▸ What this task involves
Where does the string "derive" appear? Copy every line of the entries below that holds it.

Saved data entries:
-*-
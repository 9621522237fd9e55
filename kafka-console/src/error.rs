//! Failures the registry and request resolution surface to their callers.

use crate::credentials::AuthFailure;
use crate::properties::ClientKind;
use std::time::Duration;
use thiserror::Error;

#[derive(Error, Debug)]
pub enum RegistryError {
    /// The merged configuration lacks properties without which no client can be built.
    /// The cluster is not registered.
    #[error("Missing configuration detected for connection to cluster {cluster_key}, no connection will be setup{details}")]
    ConfigurationInvalid { cluster_key: String, details: String },

    /// The configuration is usable but connection attempts may fail or need caller credentials.
    /// Only ever reported as a diagnostic, registration proceeds.
    #[error("Some configuration may be missing for connection to cluster {cluster_key}, connection attempts may fail{details}")]
    ConfigurationIncomplete { cluster_key: String, details: String },

    /// Neither the configuration nor the resource status provide an id for the cluster yet.
    #[error("Cluster id for {cluster_key} is not yet available and not provided via configuration")]
    ClusterIdUnavailable { cluster_key: String },

    #[error("Requested Kafka cluster {cluster_id} does not exist or is not configured")]
    ClusterNotFound { cluster_id: String },

    #[error(transparent)]
    AuthenticationRequired(#[from] AuthFailure),

    #[error("Ignoring duplicate Kafka cluster id: {cluster_id} for cluster {cluster_key}. Cluster id values in configuration must be unique and may not match id values of clusters discovered using Kafka resources (already registered by {existing_key})")]
    DuplicateClusterIdentifier {
        cluster_id: String,
        cluster_key: String,
        existing_key: String,
    },

    #[error("Failed to create {kind} client for cluster {cluster_id}")]
    HandleConstructionFailed {
        cluster_id: String,
        kind: ClientKind,
        #[source]
        source: anyhow::Error,
    },

    #[error("Timed out after {timeout:?} creating {kind} client for cluster {cluster_id}")]
    HandleConstructionTimeout {
        cluster_id: String,
        kind: ClientKind,
        timeout: Duration,
    },
}

/// How a failure is presented by the boundary layer.
#[derive(Debug, Clone, Copy, PartialEq, Eq)]
pub struct ErrorCategory {
    pub code: &'static str,
    pub title: &'static str,
    pub status: u16,
}

impl ErrorCategory {
    pub const RESOURCE_NOT_FOUND: ErrorCategory = ErrorCategory {
        code: "4041",
        title: "Resource not found",
        status: 404,
    };
    pub const NOT_AUTHENTICATED: ErrorCategory = ErrorCategory {
        code: "4011",
        title: "Authentication required",
        status: 401,
    };
    pub const BACKEND_UNAVAILABLE: ErrorCategory = ErrorCategory {
        code: "5031",
        title: "Backend service unavailable",
        status: 503,
    };
    pub const BACKEND_TIMEOUT: ErrorCategory = ErrorCategory {
        code: "5041",
        title: "Timed out waiting for backend service",
        status: 504,
    };
    pub const SERVER_ERROR: ErrorCategory = ErrorCategory {
        code: "5001",
        title: "Unexpected error",
        status: 500,
    };
}

impl RegistryError {
    pub fn category(&self) -> ErrorCategory {
        match self {
            RegistryError::ClusterNotFound { .. } => ErrorCategory::RESOURCE_NOT_FOUND,
            RegistryError::AuthenticationRequired(_) => ErrorCategory::NOT_AUTHENTICATED,
            RegistryError::HandleConstructionFailed { .. } => ErrorCategory::BACKEND_UNAVAILABLE,
            RegistryError::HandleConstructionTimeout { .. } => ErrorCategory::BACKEND_TIMEOUT,
            RegistryError::ConfigurationInvalid { .. }
            | RegistryError::ConfigurationIncomplete { .. }
            | RegistryError::ClusterIdUnavailable { .. }
            | RegistryError::DuplicateClusterIdentifier { .. } => ErrorCategory::SERVER_ERROR,
        }
    }

    /// The `WWW-Authenticate` scheme to challenge the caller with, if any.
    pub fn challenge(&self) -> Option<&'static str> {
        match self {
            RegistryError::AuthenticationRequired(failure) => Some(failure.challenge()),
            _ => None,
        }
    }
}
-*-
▸ Answer section
#[derive(Error, Debug)]
#[derive(Debug, Clone, Copy, PartialEq, Eq)]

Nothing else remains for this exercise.